Viacom sostiene ora che gli azionisti non possedessero i requisiti necessari all’incasso del surplus contrattuale a loro versato, ma non solo; secondo gli avvocati della corporation americana, i 131 milioni di dollari di “bonus” versati in più sono il frutto di un clamoroso errore di calcolo, poiché gli azionisti avrebbero eventualmente avuto diritto ad un massimo di 18 milioni di dollari di share, come si evince dalle note legali di cui il magazine USA è entrato in possesso.

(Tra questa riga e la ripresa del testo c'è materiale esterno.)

//! Statement routing core: one logical statement fanned out across shard
//! targets, with results merged and failures aggregated.
//!
//! Data paths (query, update, execute) fail fast on the first target error.
//! Administrative paths (cancel, close) attempt every target and report a
//! composite failure.

pub mod command_log;
pub mod cursor;
pub mod diagnostics;
pub mod factory;
pub mod failure;
pub mod fanout;
pub mod merge;
pub mod resolver;
pub mod router;
pub mod statement;
pub mod target;

pub use command_log::{CommandLog, StatementSetting};
pub use cursor::{collect_rows, ColumnDesc, Cursor, VecCursor};
pub use diagnostics::{DiagnosticSink, DispatchEvent, MemorySink, TracingSink};
pub use factory::{
    CreationRecipe, ResultSetConcurrency, ResultSetHoldability, ResultSetType, UnitFactory,
};
pub use failure::FailureAggregator;
pub use fanout::FanoutSet;
pub use merge::{merge_cursors, ColumnRef, MergeSpec, MergedCursor, SortDirection, SortKey};
pub use resolver::{
    resolve_predicates, BoundParameterResolver, IdentityValueResolver, NoOrderBy,
    NoShardPredicates, OrderByResolver, ResolvedShardValues, ShardPredicateResolver,
    ShardPredicates, ShardValue, ShardValueResolver,
};
pub use router::{BroadcastRouter, HashRouter, Router};
pub use statement::{CurrentResult, RoutingContext, RoutingStatement, StatementState};
pub use target::{AutoGeneratedKeys, ExecutionUnit, KeyRetrieval, NativeStatement, TargetConnection};
//! Observability setup: structured logging and fan-out metrics.
//!
//! Metrics go through the `metrics` facade; installing an exporter is left to
//! the embedding application.

use routedb_common::config::LoggingConfig;
use tracing_subscriber::fmt;
use tracing_subscriber::prelude::*;
use tracing_subscriber::EnvFilter;

/// Initialize the global tracing subscriber with structured logging.
///
/// `RUST_LOG` wins over `config.filter`. Returns `false` when a global
/// subscriber was already installed (the existing one is kept).
pub fn init_tracing(config: &LoggingConfig) -> bool {
    let env_filter = EnvFilter::try_from_default_env()
        .unwrap_or_else(|_| EnvFilter::new(&config.filter));

    let fmt_layer = fmt::layer()
        .with_target(true)
        .with_thread_ids(true)
        .with_file(true)
        .with_line_number(true);

    let installed = tracing_subscriber::registry()
        .with(env_filter)
        .with(fmt_layer)
        .try_init()
        .is_ok();
    if installed {
        tracing::info!(filter = %config.filter, "tracing initialized");
    }
    installed
}

/// Record one fan-out call (query, update, execute).
pub fn record_fanout_metrics(op: &'static str, targets: usize, duration_us: u64, success: bool) {
    metrics::counter!("routedb_fanout_total", "op" => op, "success" => success.to_string())
        .increment(1);
    metrics::histogram!("routedb_fanout_targets", "op" => op).record(targets as f64);
    metrics::histogram!("routedb_fanout_duration_us", "op" => op).record(duration_us as f64);
}

/// Record failures captured by an administrative fan-out (cancel, close).
pub fn record_admin_failures(op: &'static str, failures: usize) {
    if failures == 0 {
        return;
    }
    metrics::counter!("routedb_admin_failures_total", "op" => op).increment(failures as u64);
}

/// Record one merged cursor built over `sources` shard cursors.
pub fn record_merge_metrics(ordered: bool, sources: usize) {
    let kind = if ordered { "ordered" } else { "concat" };
    metrics::counter!("routedb_merged_cursors_total", "kind" => kind).increment(1);
    metrics::histogram!("routedb_merged_cursor_sources", "kind" => kind).record(sources as f64);
}
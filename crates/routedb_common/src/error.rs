use std::fmt;

use thiserror::Error;

/// Convenience alias for `Result<T, StatementError>`.
pub type StatementResult<T> = Result<T, StatementError>;

/// Error classification for retry/escalation decisions.
///
/// - `UserError`: bad SQL, bad argument, operation on a closed handle
/// - `Transient`: a shard-side operation failed; the caller MAY retry
/// - `Aggregate`: several targets failed during one administrative call
/// - `InternalBug`: should never happen
#[derive(Debug, Clone, Copy, PartialEq, Eq)]
pub enum ErrorKind {
    UserError,
    Transient,
    Aggregate,
    InternalBug,
}

/// Every failure the statement router can surface.
///
/// Failures on the data path (query, update, execute) reach the caller as the
/// exact value the failing target produced. Only administrative fan-outs
/// (cancel, close) wrap their failures in [`StatementError::Composite`].
#[derive(Error, Debug, Clone, PartialEq)]
pub enum StatementError {
    /// Shard-predicate or ORDER BY extraction failed.
    #[error("Resolution failure: {0}")]
    Resolution(String),

    /// The router produced no usable target list.
    #[error("Routing failure: {0}")]
    Routing(String),

    #[error("Unit creation failed on {target}: {reason}")]
    UnitCreation { target: String, reason: String },

    /// A target's native operation failed.
    #[error("Execution failed on {target}: {reason}")]
    Execution {
        target: String,
        reason: String,
        sql_state: Option<String>,
    },

    #[error("{0}")]
    Composite(CompositeFailure),

    #[error("Statement is closed")]
    Closed,

    #[error("Invalid argument: {0}")]
    InvalidArgument(String),

    #[error("Unsupported: {0}")]
    Unsupported(String),

    #[error("Internal error: {0}")]
    Internal(String),
}

impl StatementError {
    /// Classify this error for retry/escalation decisions.
    pub fn kind(&self) -> ErrorKind {
        match self {
            StatementError::Resolution(_)
            | StatementError::Closed
            | StatementError::InvalidArgument(_)
            | StatementError::Unsupported(_) => ErrorKind::UserError,
            StatementError::Routing(_)
            | StatementError::UnitCreation { .. }
            | StatementError::Execution { .. } => ErrorKind::Transient,
            StatementError::Composite(_) => ErrorKind::Aggregate,
            StatementError::Internal(_) => ErrorKind::InternalBug,
        }
    }

    pub fn is_closed(&self) -> bool {
        matches!(self, StatementError::Closed)
    }

    pub fn is_user_error(&self) -> bool {
        matches!(self.kind(), ErrorKind::UserError)
    }

    /// Map to an SQLSTATE code. Execution failures keep the code reported by
    /// the target when one was given.
    pub fn sql_state(&self) -> &str {
        match self {
            StatementError::Resolution(_) => "42601", // syntax_error
            StatementError::Routing(_) => "08001",    // unable to establish connection
            StatementError::UnitCreation { .. } => "08003",
            StatementError::Execution { sql_state, .. } => sql_state.as_deref().unwrap_or("HY000"),
            StatementError::Composite(_) => "HY000",
            StatementError::Closed => "HY010", // function sequence error
            StatementError::InvalidArgument(_) => "HY024",
            StatementError::Unsupported(_) => "0A000", // feature_not_supported
            StatementError::Internal(_) => "XX000",
        }
    }

    pub fn resolution(reason: impl Into<String>) -> Self {
        StatementError::Resolution(reason.into())
    }

    pub fn routing(reason: impl Into<String>) -> Self {
        StatementError::Routing(reason.into())
    }

    pub fn unit_creation(target: impl Into<String>, reason: impl Into<String>) -> Self {
        StatementError::UnitCreation {
            target: target.into(),
            reason: reason.into(),
        }
    }

    pub fn execution(target: impl Into<String>, reason: impl Into<String>) -> Self {
        StatementError::Execution {
            target: target.into(),
            reason: reason.into(),
            sql_state: None,
        }
    }

    pub fn invalid_argument(reason: impl Into<String>) -> Self {
        StatementError::InvalidArgument(reason.into())
    }
}

impl From<CompositeFailure> for StatementError {
    fn from(composite: CompositeFailure) -> Self {
        StatementError::Composite(composite)
    }
}

// ── Composite failure ───────────────────────────────────────────────────────

/// One captured failure inside a [`CompositeFailure`].
#[derive(Debug, Clone, PartialEq)]
pub struct TargetFailure {
    pub target: String,
    pub error: StatementError,
}

/// Failures captured from one administrative call, in capture order.
///
/// An empty composite is "no failure": [`CompositeFailure::into_result`] turns
/// it into `Ok(())`, so it never reaches a caller as an error.
#[derive(Debug, Clone, Default, PartialEq)]
pub struct CompositeFailure {
    causes: Vec<TargetFailure>,
}

impl CompositeFailure {
    pub fn new() -> Self {
        Self::default()
    }

    /// Append a failure captured on `target`.
    pub fn stack(&mut self, target: impl Into<String>, error: StatementError) {
        self.causes.push(TargetFailure {
            target: target.into(),
            error,
        });
    }

    pub fn is_empty(&self) -> bool {
        self.causes.is_empty()
    }

    pub fn len(&self) -> usize {
        self.causes.len()
    }

    pub fn causes(&self) -> &[TargetFailure] {
        &self.causes
    }

    /// The captured errors, without their target names.
    pub fn errors(&self) -> impl Iterator<Item = &StatementError> {
        self.causes.iter().map(|c| &c.error)
    }

    pub fn into_causes(self) -> Vec<TargetFailure> {
        self.causes
    }

    pub fn into_result(self) -> StatementResult<()> {
        if self.is_empty() {
            Ok(())
        } else {
            Err(StatementError::Composite(self))
        }
    }
}

impl fmt::Display for CompositeFailure {
    fn fmt(&self, f: &mut fmt::Formatter<'_>) -> fmt::Result {
        write!(f, "{} target failure(s)", self.causes.len())?;
        for (i, cause) in self.causes.iter().enumerate() {
            let sep = if i == 0 { ": " } else { "; " };
            write!(f, "{sep}[{}] {}", cause.target, cause.error)?;
        }
        Ok(())
    }
}

// ── Warnings ────────────────────────────────────────────────────────────────

/// A non-fatal notice raised by a target or by the router itself.
#[derive(Debug, Clone, PartialEq, Eq)]
pub struct SqlWarning {
    /// Target that raised the warning; `None` for router-level warnings.
    pub target: Option<String>,
    pub message: String,
    pub sql_state: Option<String>,
}

impl SqlWarning {
    pub fn new(message: impl Into<String>) -> Self {
        Self {
            target: None,
            message: message.into(),
            sql_state: None,
        }
    }

    pub fn from_target(target: impl Into<String>, message: impl Into<String>) -> Self {
        Self {
            target: Some(target.into()),
            message: message.into(),
            sql_state: None,
        }
    }

    pub fn with_sql_state(mut self, sql_state: impl Into<String>) -> Self {
        self.sql_state = Some(sql_state.into());
        self
    }
}

impl fmt::Display for SqlWarning {
    fn fmt(&self, f: &mut fmt::Formatter<'_>) -> fmt::Result {
        match &self.target {
            Some(target) => write!(f, "[{target}] {}", self.message),
            None => write!(f, "{}", self.message),
        }
    }
}

#[cfg(test)]
mod tests {
    use super::*;

    #[test]
    fn test_empty_composite_is_ok() {
        assert_eq!(CompositeFailure::new().into_result(), Ok(()));
    }

    #[test]
    fn test_composite_keeps_capture_order() {
        let mut composite = CompositeFailure::new();
        composite.stack("shard_b", StatementError::execution("shard_b", "cancel refused"));
        composite.stack("shard_a", StatementError::Internal("boom".into()));

        let targets: Vec<&str> = composite.causes().iter().map(|c| c.target.as_str()).collect();
        assert_eq!(targets, vec!["shard_b", "shard_a"]);

        let err = composite.into_result().unwrap_err();
        assert_eq!(err.kind(), ErrorKind::Aggregate);
        let msg = err.to_string();
        assert!(msg.starts_with("2 target failure(s): [shard_b]"), "got: {msg}");
        assert!(msg.contains("; [shard_a] Internal error: boom"));
    }

    #[test]
    fn test_execution_sql_state_passthrough() {
        let err = StatementError::Execution {
            target: "s0".into(),
            reason: "duplicate key".into(),
            sql_state: Some("23505".into()),
        };
        assert_eq!(err.sql_state(), "23505");
        assert_eq!(StatementError::execution("s0", "x").sql_state(), "HY000");
        assert_eq!(StatementError::Closed.sql_state(), "HY010");
    }

    #[test]
    fn test_kind_classification() {
        assert!(StatementError::Closed.is_user_error());
        assert!(StatementError::resolution("bad where").is_user_error());
        assert_eq!(StatementError::routing("no targets").kind(), ErrorKind::Transient);
        assert_eq!(
            StatementError::unit_creation("s1", "pool exhausted").kind(),
            ErrorKind::Transient
        );
        assert_eq!(StatementError::Internal("x".into()).kind(), ErrorKind::InternalBug);
    }

    #[test]
    fn test_warning_display() {
        let w = SqlWarning::from_target("shard_0", "truncated").with_sql_state("01004");
        assert_eq!(w.to_string(), "[shard_0] truncated");
        assert_eq!(SqlWarning::new("reset").to_string(), "reset");
    }
}
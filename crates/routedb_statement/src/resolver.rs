//! Interfaces to the SQL-facing collaborators: shard-predicate extraction,
//! shard-value resolution, and ORDER BY extraction.

use std::collections::BTreeMap;

use routedb_common::datum::Datum;
use routedb_common::error::{StatementError, StatementResult};

use crate::merge::MergeSpec;

/// A shard-column value as extracted from SQL text, before resolution.
#[derive(Debug, Clone, PartialEq)]
pub enum ShardValue {
    Literal(Datum),
    /// A bind placeholder, 1-based.
    Placeholder(usize),
}

/// Shard column name → extracted value.
pub type ShardPredicates = BTreeMap<String, ShardValue>;

/// Shard column name → concrete value handed to the router.
pub type ResolvedShardValues = BTreeMap<String, Datum>;

pub trait ShardPredicateResolver: Send + Sync {
    fn parse(&self, sql: &str) -> StatementResult<ShardPredicates>;
}

impl<F> ShardPredicateResolver for F
where
    F: Fn(&str) -> StatementResult<ShardPredicates> + Send + Sync,
{
    fn parse(&self, sql: &str) -> StatementResult<ShardPredicates> {
        self(sql)
    }
}

pub trait OrderByResolver: Send + Sync {
    fn parse(&self, sql: &str) -> StatementResult<MergeSpec>;
}

impl<F> OrderByResolver for F
where
    F: Fn(&str) -> StatementResult<MergeSpec> + Send + Sync,
{
    fn parse(&self, sql: &str) -> StatementResult<MergeSpec> {
        self(sql)
    }
}

/// Turns an extracted shard value into the value routed on.
pub trait ShardValueResolver: Send + Sync {
    fn resolve(&self, column: &str, value: &ShardValue) -> StatementResult<Datum>;
}

/// Finds no shard predicates; every statement is routed without a key.
#[derive(Debug, Clone, Copy, Default)]
pub struct NoShardPredicates;

impl ShardPredicateResolver for NoShardPredicates {
    fn parse(&self, _sql: &str) -> StatementResult<ShardPredicates> {
        Ok(ShardPredicates::new())
    }
}

/// Reports no ORDER BY; multi-target results are concatenated.
#[derive(Debug, Clone, Copy, Default)]
pub struct NoOrderBy;

impl OrderByResolver for NoOrderBy {
    fn parse(&self, _sql: &str) -> StatementResult<MergeSpec> {
        Ok(MergeSpec::unordered())
    }
}

/// Passes literals through. Placeholders cannot be resolved without bound
/// parameters and fail.
#[derive(Debug, Clone, Copy, Default)]
pub struct IdentityValueResolver;

impl ShardValueResolver for IdentityValueResolver {
    fn resolve(&self, column: &str, value: &ShardValue) -> StatementResult<Datum> {
        match value {
            ShardValue::Literal(datum) => Ok(datum.clone()),
            ShardValue::Placeholder(idx) => Err(StatementError::resolution(format!(
                "shard column '{}' is bound to placeholder ${} but no parameters are bound",
                column, idx
            ))),
        }
    }
}

/// Substitutes bound parameters for placeholders, as a prepared statement
/// does.
#[derive(Debug, Clone, Default)]
pub struct BoundParameterResolver {
    params: Vec<Datum>,
}

impl BoundParameterResolver {
    pub fn new(params: Vec<Datum>) -> Self {
        Self { params }
    }

    /// Bind `value` at 1-based `index`, growing the list with NULLs as needed.
    pub fn bind(&mut self, index: usize, value: Datum) -> StatementResult<()> {
        if index == 0 {
            return Err(StatementError::invalid_argument("parameter index starts at 1"));
        }
        if self.params.len() < index {
            self.params.resize(index, Datum::Null);
        }
        self.params[index - 1] = value;
        Ok(())
    }

    pub fn params(&self) -> &[Datum] {
        &self.params
    }
}

impl ShardValueResolver for BoundParameterResolver {
    fn resolve(&self, column: &str, value: &ShardValue) -> StatementResult<Datum> {
        match value {
            ShardValue::Literal(datum) => Ok(datum.clone()),
            ShardValue::Placeholder(idx) => idx
                .checked_sub(1)
                .and_then(|i| self.params.get(i))
                .cloned()
                .ok_or_else(|| {
                    StatementError::resolution(format!(
                        "shard column '{}' references parameter ${} which is not bound",
                        column, idx
                    ))
                }),
        }
    }
}

/// Resolve every extracted predicate through `resolver`.
pub fn resolve_predicates(
    predicates: &ShardPredicates,
    resolver: &dyn ShardValueResolver,
) -> StatementResult<ResolvedShardValues> {
    predicates
        .iter()
        .map(|(column, value)| Ok::<_, StatementError>((column.clone(), resolver.resolve(column, value)?)))
        .collect()
}
//! Forward-only result cursors.

use routedb_common::datum::OwnedRow;
use routedb_common::error::{StatementError, StatementResult};

/// Column description reported by a cursor.
#[derive(Debug, Clone, PartialEq, Eq)]
pub struct ColumnDesc {
    pub name: String,
    pub type_name: String,
}

impl ColumnDesc {
    pub fn new(name: impl Into<String>, type_name: impl Into<String>) -> Self {
        Self {
            name: name.into(),
            type_name: type_name.into(),
        }
    }
}

/// The subset of a relational result-set the router needs: column metadata,
/// forward row iteration, and close.
pub trait Cursor: Send {
    fn columns(&self) -> &[ColumnDesc];

    /// Next row, or `None` once the cursor is exhausted.
    fn next_row(&mut self) -> StatementResult<Option<OwnedRow>>;

    fn close(&mut self) -> StatementResult<()>;

    fn is_closed(&self) -> bool;

    /// Number of shard cursors feeding this one.
    fn source_count(&self) -> usize {
        1
    }
}

/// Drain every remaining row of `cursor`.
pub fn collect_rows(cursor: &mut dyn Cursor) -> StatementResult<Vec<OwnedRow>> {
    let mut rows = Vec::new();
    while let Some(row) = cursor.next_row()? {
        rows.push(row);
    }
    Ok(rows)
}

/// Cursor over rows already held in memory.
#[derive(Debug, Clone)]
pub struct VecCursor {
    columns: Vec<ColumnDesc>,
    rows: std::vec::IntoIter<OwnedRow>,
    closed: bool,
}

impl VecCursor {
    pub fn new(columns: Vec<ColumnDesc>, rows: Vec<OwnedRow>) -> Self {
        Self {
            columns,
            rows: rows.into_iter(),
            closed: false,
        }
    }

    /// Build column descriptions from the first row's value types.
    pub fn with_names(names: &[&str], rows: Vec<OwnedRow>) -> Self {
        let columns = names
            .iter()
            .enumerate()
            .map(|(i, name)| {
                let type_name = rows
                    .first()
                    .and_then(|r| r.get(i))
                    .map(|d| d.type_name())
                    .unwrap_or("null");
                ColumnDesc::new(*name, type_name)
            })
            .collect();
        Self::new(columns, rows)
    }

    pub fn remaining(&self) -> usize {
        self.rows.len()
    }
}

impl Cursor for VecCursor {
    fn columns(&self) -> &[ColumnDesc] {
        &self.columns
    }

    fn next_row(&mut self) -> StatementResult<Option<OwnedRow>> {
        if self.closed {
            return Err(StatementError::Closed);
        }
        Ok(self.rows.next())
    }

    fn close(&mut self) -> StatementResult<()> {
        self.closed = true;
        Ok(())
    }

    fn is_closed(&self) -> bool {
        self.closed
    }
}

Gli azionisti di Harmonix avevano lo scorso anno intentato una causa contro Viacom, accusandola di aver opportunamente artefatto i dati sugli incassi di vendita della serie Rock Band al fine di poter ritoccare al ribasso la quantità di bonus azionari da distribuire ai finanziatori della software house, notando inoltre che gli originari 150 milioni di dollari inizialmente dichiarati e preposti allo scopo da Viacom sarebbero stati addirittura insufficienti.
Ricordiamo che Harmonix è stata acquistata da Viacom nel 2006, e rivenduta in mezzo a infinite polemiche e profondo astio tra le due società nel febbraio scorso. Harmonix appartiene ora al Gruppo d’Investimento americano Columbus Nova.